The federal jobs report released on Friday was staggering.
With 20.5 million jobs lost amid a pandemic that has put entire industries are on hold, the national unemployment rate rose to 14.7%, according to results of a survey of jobs from the second week of March to the second week of April reported by the U.S. Bureau of Labor Statistics.
It reflected a fast change of fortune. In February, unemployment was at a 50-year low. Never mind comparisons to the Great Recession, where unemployment peaked at 10%, nor to any individual jobs report: This was the “largest over-the-month increase in the history” of the monthly BLS releases, which date to 1948. Instead, one has to turn back to the Great Depression to find such a staggering human toll.
Yet there was one piece of data reported that might lead one to question whether we are in for the same yearslong ordeal as Americans experienced in the 1930s. There was a huge increase — tenfold — in the number of workers who indicated as being temporarily unemployed, bringing the total in that category to 18 million.
It comes as businesses indicated they are in a holding period, seeking to stay alive — some with the help of government aid — while they plan scenarios and hope that the worst predictions of the health crisis will not take hold.

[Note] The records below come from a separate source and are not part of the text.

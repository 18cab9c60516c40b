//! S2: three fibers sleeping 0s, 1s, and 3s complete in deadline order,
//! each within a generous tolerance of its deadline.

use std::time::{Duration, Instant};

use skein::{join, sleep, spawn, Result};

#[test]
fn sleepers_wake_in_deadline_order() {
    use std::cell::RefCell;
    use std::rc::Rc;

    let order: Rc<RefCell<Vec<u64>>> = Rc::new(RefCell::new(Vec::new()));
    let start = Instant::now();

    async fn record(order: Rc<RefCell<Vec<u64>>>, seconds: u64) -> Result<()> {
        sleep(Duration::from_millis(seconds * 50)).await?;
        order.borrow_mut().push(seconds);
        Ok(())
    }

    let result = skein::run({
        let order = order.clone();
        async move {
            // Scaled down from the literal 0/1/3-second scenario to keep
            // the test fast; the ordering guarantee is duration-independent.
            let long = spawn(record(order.clone(), 3)).await?;
            let short = spawn(record(order.clone(), 0)).await?;
            let medium = spawn(record(order.clone(), 1)).await?;

            join(long).await?;
            join(medium).await?;
            join(short).await?;
            Ok(())
        }
    });

    assert!(result.is_ok());
    assert_eq!(&*order.borrow(), &[0, 1, 3]);
    assert!(start.elapsed() < Duration::from_secs(2));
}
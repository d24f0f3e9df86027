//! Error types for parsing and executing test scripts

use crate::span::Span;
use thiserror::Error;

/// A lexing or parsing error
#[derive(Error, Debug, Clone, PartialEq)]
#[error("line {}: {message}", span.line)]
pub struct SyntaxError {
    /// What went wrong
    pub message: String,
    /// Where it went wrong
    pub span: Span,
}

impl SyntaxError {
    pub fn new(message: impl Into<String>, span: Span) -> Self {
        Self {
            message: message.into(),
            span,
        }
    }
}

/// An error raised while executing a test function
///
/// `Assertion` is the only variant that represents a test *failure*; every
/// other variant is an unhandled error.
#[derive(Error, Debug, Clone, PartialEq)]
pub enum RuntimeError {
    /// An assertion builtin did not hold
    #[error("{message}")]
    Assertion { message: String, span: Span },
    /// Explicit `raise(msg)`
    #[error("{message}")]
    Raised { message: String, span: Span },
    /// Undefined variable
    #[error("undefined variable '{name}'")]
    UndefinedVariable { name: String, span: Span },
    /// Unknown function
    #[error("undefined function '{name}'")]
    UnknownFunction { name: String, span: Span },
    /// Type error
    #[error("{msg}")]
    TypeError { msg: String, span: Span },
    /// Division by zero
    #[error("division by zero")]
    DivideByZero { span: Span },
    /// Wrong number of arguments
    #[error("{name} expects {expected} argument(s), got {got}")]
    Arity {
        name: String,
        expected: String,
        got: usize,
        span: Span,
    },
    /// Call depth exceeded
    #[error("call depth exceeded")]
    StackOverflow { span: Span },
}

impl RuntimeError {
    /// Source location of the failing assertion or raise
    pub fn span(&self) -> Span {
        match self {
            RuntimeError::Assertion { span, .. }
            | RuntimeError::Raised { span, .. }
            | RuntimeError::UndefinedVariable { span, .. }
            | RuntimeError::UnknownFunction { span, .. }
            | RuntimeError::TypeError { span, .. }
            | RuntimeError::DivideByZero { span }
            | RuntimeError::Arity { span, .. }
            | RuntimeError::StackOverflow { span } => *span,
        }
    }

    /// Check if this error is an assertion failure (as opposed to an unhandled error)
    pub fn is_assertion(&self) -> bool {
        matches!(self, RuntimeError::Assertion { .. })
    }

    /// Short name of the error class, used when reporting errored tests
    pub fn kind_name(&self) -> &'static str {
        match self {
            RuntimeError::Assertion { .. } => "AssertionFailed",
            RuntimeError::Raised { .. } => "Raised",
            RuntimeError::UndefinedVariable { .. } => "UndefinedVariable",
            RuntimeError::UnknownFunction { .. } => "UnknownFunction",
            RuntimeError::TypeError { .. } => "TypeError",
            RuntimeError::DivideByZero { .. } => "DivideByZero",
            RuntimeError::Arity { .. } => "ArityError",
            RuntimeError::StackOverflow { .. } => "StackOverflow",
        }
    }
}

#[cfg(test)]
mod tests {
    use super::*;

    #[test]
    fn test_assertion_is_failure() {
        let err = RuntimeError::Assertion {
            message: "wups!".to_string(),
            span: Span::new(6, 5),
        };
        assert!(err.is_assertion());
        assert_eq!(err.span().line, 6);
        assert_eq!(err.to_string(), "wups!");
    }

    #[test]
    fn test_raise_is_error() {
        let err = RuntimeError::Raised {
            message: "boom".to_string(),
            span: Span::new(2, 1),
        };
        assert!(!err.is_assertion());
        assert_eq!(err.kind_name(), "Raised");
    }

    #[test]
    fn test_syntax_error_display() {
        let err = SyntaxError::new("expected ';'", Span::new(3, 9));
        assert_eq!(err.to_string(), "line 3: expected ';'");
    }
}
use anyhow::Result;
use clap::{CommandFactory, Parser};
use clap_complete::{generate, Shell};
use std::io;
use std::process::ExitCode;

mod commands;
mod config;
mod logging;
mod testing;

/// Line-filtered test runner for tally scripts.
///
/// Runs the test cases in each given file. A `:LINE` suffix runs only the
/// test whose body contains that line; `:4-9` runs every test overlapping
/// the range and `path:4:9` combines selectors. A directory runs every
/// `*_test.tl` file below it. With no paths the configured test directory
/// (default `test`) is used.
///
/// EXAMPLES:
///     tally test/post_test.tl           Run every test in a file
///     tally test/post_test.tl:12        Run the test around line 12
///     tally test/a_test.tl test/b_test.tl:4
///     tally --fail-fast test/           Stop at the first failure
///     tally -n /^test_parse/            Run tests matching a regex
///
/// ENVIRONMENT VARIABLES:
///     TALLY_JSON        Set to 'true' for JSON output by default
///     TALLY_LOG         Log filter (e.g. 'debug'), default 'warn'
///     TALLY_TEST_DIR    Directory used when no paths are given
///     TALLY_FAIL_FAST   Set to '1' to enable fail-fast
///     NO_COLOR          Set to disable colored output
#[derive(Parser, Debug)]
#[command(name = "tally")]
#[command(version)]
struct Cli {
    /// Test files or directories, optionally suffixed with `:LINE`
    #[arg(value_name = "PATH[:LINE]")]
    paths: Vec<String>,

    /// Stop running tests after the first failure or error
    #[arg(long, short = 'f')]
    fail_fast: bool,

    /// Show each test name with its duration
    #[arg(long, short = 'v')]
    verbose: bool,

    /// Only run tests whose name contains PATTERN (or matches /REGEX/)
    #[arg(long, short = 'n', value_name = "PATTERN")]
    name: Option<String>,

    /// Skip tests whose name contains PATTERN (or matches /REGEX/)
    #[arg(long, short = 'e', value_name = "PATTERN")]
    exclude: Option<String>,

    /// Print failure details after the run instead of inline
    #[arg(long, short = 'd')]
    defer_output: bool,

    /// Disable colored output
    #[arg(long)]
    no_color: bool,

    /// Output results as a single JSON document
    #[arg(long, env = "TALLY_JSON")]
    json: bool,

    /// Print a shell completion script and exit
    #[arg(long, value_enum, value_name = "SHELL")]
    completions: Option<Shell>,
}

fn main() -> Result<ExitCode> {
    let cli = Cli::parse();
    let cli_config = config::CliConfig::from_env();

    logging::init(&cli_config.log_filter);

    if let Some(shell) = cli.completions {
        let mut cmd = Cli::command();
        let name = cmd.get_name().to_string();
        generate(shell, &mut cmd, name, &mut io::stdout());
        return Ok(ExitCode::SUCCESS);
    }

    // An unusable tally.toml must not block a test run
    let project_config = match tally_config::ConfigLoader::new()
        .load_from_directory(&std::env::current_dir()?)
    {
        Ok(config) => config,
        Err(e) => {
            tracing::warn!(error = %e, "ignoring invalid configuration");
            tally_config::Config::default()
        }
    };

    let args = commands::test::TestArgs {
        paths: cli.paths,
        fail_fast: cli.fail_fast,
        verbose: cli.verbose,
        name: cli.name,
        exclude: cli.exclude,
        defer_output: cli.defer_output,
        no_color: cli.no_color || cli_config.no_color,
        json: cli.json,
    };

    let status = commands::test::run(args, &project_config)?;
    Ok(status.into())
}
//! Script loading and test execution entry point

use crate::ast::{FunctionDecl, Program};
use crate::error::{RuntimeError, SyntaxError};
use crate::interpreter::Interpreter;
use crate::lexer::Lexer;
use crate::parser::Parser;
use std::io::Write;
use std::sync::Arc;

/// A parsed test script
///
/// Cloning is cheap: the program is shared.
#[derive(Debug, Clone)]
pub struct Script {
    program: Arc<Program>,
}

/// Result of executing one test function
#[derive(Debug, Clone, PartialEq)]
pub struct Execution {
    /// Assertions made, including the one that failed
    pub assertions: usize,
    /// `Ok` when the function completed without an assertion failure or error
    pub result: Result<(), RuntimeError>,
}

impl Script {
    /// Parse a script, failing with the first syntax error in source order
    pub fn parse(source: &str) -> Result<Self, SyntaxError> {
        let (tokens, lex_errors) = Lexer::new(source).tokenize();
        let (program, parse_errors) = Parser::new(tokens).parse();

        let mut errors: Vec<SyntaxError> = lex_errors.into_iter().chain(parse_errors).collect();
        errors.sort_by_key(|e| (e.span.line, e.span.column));
        if let Some(first) = errors.into_iter().next() {
            return Err(first);
        }

        tracing::trace!(functions = program.functions.len(), "parsed script");
        Ok(Self {
            program: Arc::new(program),
        })
    }

    /// All declared functions in source order
    pub fn functions(&self) -> &[FunctionDecl] {
        &self.program.functions
    }

    /// Test functions (`test_` prefix, no parameters) in source order
    pub fn tests(&self) -> impl Iterator<Item = &FunctionDecl> {
        self.program.functions.iter().filter(|f| f.is_test())
    }

    /// Execute the named function in a fresh interpreter
    pub fn run(&self, name: &str, out: &mut dyn Write) -> Execution {
        let Some(func) = self.program.function(name) else {
            return Execution {
                assertions: 0,
                result: Err(RuntimeError::UnknownFunction {
                    name: name.to_string(),
                    span: Default::default(),
                }),
            };
        };

        let mut interpreter = Interpreter::new(&self.program, out);
        let result = interpreter
            .call_function(func, Vec::new(), func.span)
            .map(|_| ());

        Execution {
            assertions: interpreter.assertions(),
            result,
        }
    }
}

In the initial wave, many took action quickly to help workers become eligible for benefits right away, and hope appears to have translated to workers. A Washington Post-Ipsos poll that indicates 77% of workers who were laid off believe they will get their pre-pandemic jobs back.
So it’s notable that the group is also more than three-quarters of those who are unemployed. Anirban Basu, chairman and CEO of Baltimore-based Sage Policy Group, said the data imply these workers classified as temporarily unemployed will return to their employers quickly — “however, that is unlikely since many employers will not survive the crisis.”
“While those workers may consider themselves temporarily dislocated, as a practical matter many may find themselves to be unemployed more than temporarily,” Basu said.
There’s also a question of timing. While the stay-at-home orders brought a fast plummet, the early talk of a recession in mid-March brought talk of a “V-shaped recovery,” where a fast fall is followed by a sharp spike back up quickly. But that no longer seems to be in the cards, and now a swoosh is being discussed.
Whatever the shape, the employment recovery is likely to be “erratic,” said Basu. Many different industries are impacted, but they will each be on different timelines to regain steam.
“Still, once the economy opens up in earnest, unemployment should dip rather quickly into 2021 and end next year in the high single-digits,” Basu said.
As Dr. Daraius Irani, who is chief economist of the Regional Economic Studies Institute at Towson University pointed out, the recovery will also be dictated in part by the stay-at-home orders that are being implemented by government and public health offices. Irani said the best-case scenario, with a widely available vaccine or treatment to combat the virus, would put a recovery around 2021 or 2022. A worst-case scenario, without a vaccine or treatment, would be much longer.
Either way, it seems clear that the economy won’t be turning back on all at once. This brings challenges for the businesses that employ workers. Even if their closure will only be temporary, social distancing might limit customer access and production — and the number of workers required to get the job done.
“For many small businesses as well as large businesses, the shut down may have been the final straw and they will not come back,” Irani said. “The recovery period based on social distancing protocols may result in some businesses not being able to survive due to the incremental gains in new business as the economy gradually reopens.”